The Chimanimani cycad (Encephalartos chimanimaniensis) is a species of cycad that is endemic to the Chimanimani Mountains of eastern Zimbabwe. It is a threatened species which has been locally extirpated by cycad collectors.

Description
These plants have an erect stem, without branches, but often with secondary stems that develop from basal suckers, up to 1.8 meters high and with 45 cm of diameter.

The leaves, pinnate, 100–150 cm long, are composed of lanceolate leaflets, with margins endowed with small spines, 12–18 cm long and arranged on the rachis at 45-80°.

It is a dioecious species, with 1-3 ovoid male cones, sessile, green in color, 50–70 cm long and 8–10 cm in diameter, with large, rhombic-shaped microsporophylls. The female cones, solitary, have a yellow-green color, are 35–40 cm long and 20–23 cm broad, with macrosporophylls with a warty surface.

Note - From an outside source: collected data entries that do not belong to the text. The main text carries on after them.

//! Database-specific error types and conversions.

use warden_core::error::WardenError;

/// Database-layer error type.
#[derive(Debug, thiserror::Error)]
pub enum DbError {
    #[error("SurrealDB error: {0}")]
    Surreal(#[from] surrealdb::Error),

    #[error("Migration failed: {0}")]
    Migration(String),

    #[error("Query failed: {0}")]
    Query(String),

    #[error("Corrupt {entity} row: {message}")]
    Decode { entity: &'static str, message: String },

    #[error("Record not found: {entity} with id {id}")]
    NotFound { entity: String, id: String },

    #[error("Duplicate {entity}")]
    Duplicate { entity: String },
}

impl DbError {
    pub(crate) fn not_found(entity: &str, id: impl ToString) -> Self {
        DbError::NotFound {
            entity: entity.into(),
            id: id.to_string(),
        }
    }

    /// Classify a failed statement: unique index violations become
    /// [`DbError::Duplicate`], anything else a query error.
    pub(crate) fn from_write(entity: &str, err: impl std::fmt::Display) -> Self {
        let message = err.to_string();
        if message.contains("already contains") {
            DbError::Duplicate {
                entity: entity.into(),
            }
        } else {
            DbError::Query(message)
        }
    }

    /// Classify the errors of a cancelled transaction. Every statement
    /// of the transaction reports a failure; a unique index violation
    /// among them wins.
    pub(crate) fn from_transaction<E: std::fmt::Display>(
        entity: &str,
        errors: impl IntoIterator<Item = E>,
    ) -> Self {
        let messages: Vec<String> = errors.into_iter().map(|e| e.to_string()).collect();
        match messages.iter().find(|m| m.contains("already contains")) {
            Some(_) => DbError::Duplicate {
                entity: entity.into(),
            },
            None => DbError::Query(messages.join("; ")),
        }
    }
}

impl From<DbError> for WardenError {
    fn from(err: DbError) -> Self {
        match err {
            DbError::NotFound { entity, id } => WardenError::NotFound { entity, id },
            DbError::Duplicate { entity } => WardenError::AlreadyExists { entity },
            other => WardenError::Database(other.to_string()),
        }
    }
}
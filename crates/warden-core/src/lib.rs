//! Warden Core — domain models, repository traits and the error
//! taxonomy shared by the persistence and service crates.

pub mod error;
pub mod models;
pub mod repository;
pub mod response;

pub use error::{DomainError, WardenError, WardenResult};
pub use repository::Store;
pub use response::Outcome;
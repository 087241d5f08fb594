//! Domain models for Warden.
//!
//! These are the core types shared across all crates.

pub mod approval;
pub mod audit;
pub mod delegation;
pub mod grant;
pub mod inheritance;
pub mod membership;
pub mod team;
pub mod workflow;
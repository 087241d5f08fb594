//! SurrealDB repository implementations.
//!
//! Every repository reads records back with
//! `SELECT meta::id(id) AS record_id, *` so the UUID key travels with
//! the row. Writes that must not race (status transitions, step
//! advances) are issued as conditional `UPDATE ... WHERE` statements and
//! report whether a row was touched.

mod approval;
mod audit;
mod delegation;
mod grant;
mod inheritance;
mod membership;
mod team;
mod workflow;

pub use approval::SurrealApprovalRequestRepository;
pub use audit::SurrealAuditLogRepository;
pub use delegation::SurrealDelegationRepository;
pub use grant::SurrealGrantRepository;
pub use inheritance::SurrealInheritanceRepository;
pub use membership::SurrealOrgMemberRepository;
pub use team::SurrealTeamRepository;
pub use workflow::SurrealWorkflowRepository;

use surrealdb_types::SurrealValue;

use crate::error::DbError;

#[derive(Debug, SurrealValue)]
pub(crate) struct CountRow {
    pub(crate) total: u64,
}

/// Rows touched by a conditional update; only used for counting.
#[derive(Debug, SurrealValue)]
pub(crate) struct TouchedRow {
    #[allow(dead_code)]
    pub(crate) org_id: String,
}

pub(crate) fn total(rows: Vec<CountRow>) -> u64 {
    rows.first().map(|r| r.total).unwrap_or(0)
}

/// The single row a record-id query returns, or `NotFound`.
pub(crate) fn single<T>(rows: Vec<T>, entity: &str, id: impl ToString) -> Result<T, DbError> {
    rows.into_iter()
        .next()
        .ok_or_else(|| DbError::not_found(entity, id))
}
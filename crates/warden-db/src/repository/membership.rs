//! SurrealDB implementation of [`OrgMemberRepository`].
//!
//! One record per (org, member); the record key is `"{org_id}/{did}"`, so
//! upserts replace the role in place.

use chrono::{DateTime, Utc};
use surrealdb::{Connection, Surreal};
use surrealdb_types::SurrealValue;
use uuid::Uuid;
use warden_core::error::WardenResult;
use warden_core::models::membership::OrgMember;
use warden_core::repository::OrgMemberRepository;

use super::single;
use crate::convert::parse_uuid;
use crate::error::DbError;

const ENTITY: &str = "org_member";

#[derive(Debug, SurrealValue)]
struct OrgMemberRecord {
    org_id: String,
    member_did: String,
    role: String,
    joined_at: DateTime<Utc>,
}

impl OrgMemberRecord {
    fn try_into_member(self) -> Result<OrgMember, DbError> {
        Ok(OrgMember {
            org_id: parse_uuid(ENTITY, &self.org_id)?,
            member_did: self.member_did,
            role: self.role,
            joined_at: self.joined_at,
        })
    }
}

fn member_key(org_id: Uuid, member_did: &str) -> String {
    format!("{org_id}/{member_did}")
}

/// SurrealDB implementation of the organization membership repository.
#[derive(Clone)]
pub struct SurrealOrgMemberRepository<C: Connection> {
    db: Surreal<C>,
}

impl<C: Connection> SurrealOrgMemberRepository<C> {
    pub fn new(db: Surreal<C>) -> Self {
        Self { db }
    }
}

impl<C: Connection> OrgMemberRepository for SurrealOrgMemberRepository<C> {
    async fn upsert(&self, org_id: Uuid, member_did: &str, role: &str) -> WardenResult<OrgMember> {
        let key = member_key(org_id, member_did);

        let result = self
            .db
            .query(
                "UPSERT type::record('org_member', $key) SET \
                 org_id = $org_id, member_did = $member_did, role = $role",
            )
            .bind(("key", key.clone()))
            .bind(("org_id", org_id.to_string()))
            .bind(("member_did", member_did.to_string()))
            .bind(("role", role.to_string()))
            .await
            .map_err(DbError::from)?;

        let mut result = result.check().map_err(|e| DbError::from_write(ENTITY, e))?;

        let rows: Vec<OrgMemberRecord> = result.take(0).map_err(DbError::from)?;
        Ok(single(rows, ENTITY, key)?.try_into_member()?)
    }

    async fn get(&self, org_id: Uuid, member_did: &str) -> WardenResult<Option<OrgMember>> {
        let mut result = self
            .db
            .query("SELECT * FROM type::record('org_member', $key)")
            .bind(("key", member_key(org_id, member_did)))
            .await
            .map_err(DbError::from)?;

        let rows: Vec<OrgMemberRecord> = result.take(0).map_err(DbError::from)?;
        Ok(rows
            .into_iter()
            .next()
            .map(OrgMemberRecord::try_into_member)
            .transpose()?)
    }

    async fn remove(&self, org_id: Uuid, member_did: &str) -> WardenResult<()> {
        self.db
            .query("DELETE type::record('org_member', $key)")
            .bind(("key", member_key(org_id, member_did)))
            .await
            .map_err(DbError::from)?;

        Ok(())
    }
}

The seeds have an oblong shape, are 20–30 mm long, 15–20 cm wide and are covered with a red sarcotesta.

Status
According to an assessment in 2003, between 500 and 1,000 plants remained in the wild. Capela (2006) however provided an estimate of 1,200 mature plants at Makurupini and an additional 300 at Morambo, besides smaller isolated colonies.

Habitat
It is found in mountain grassland in areas of high rainfall (over 1,800 mm per annum), and at an altitude of about 1,000 metres above sea level. It is associated with schist and quartzite sediments in granitic mountains.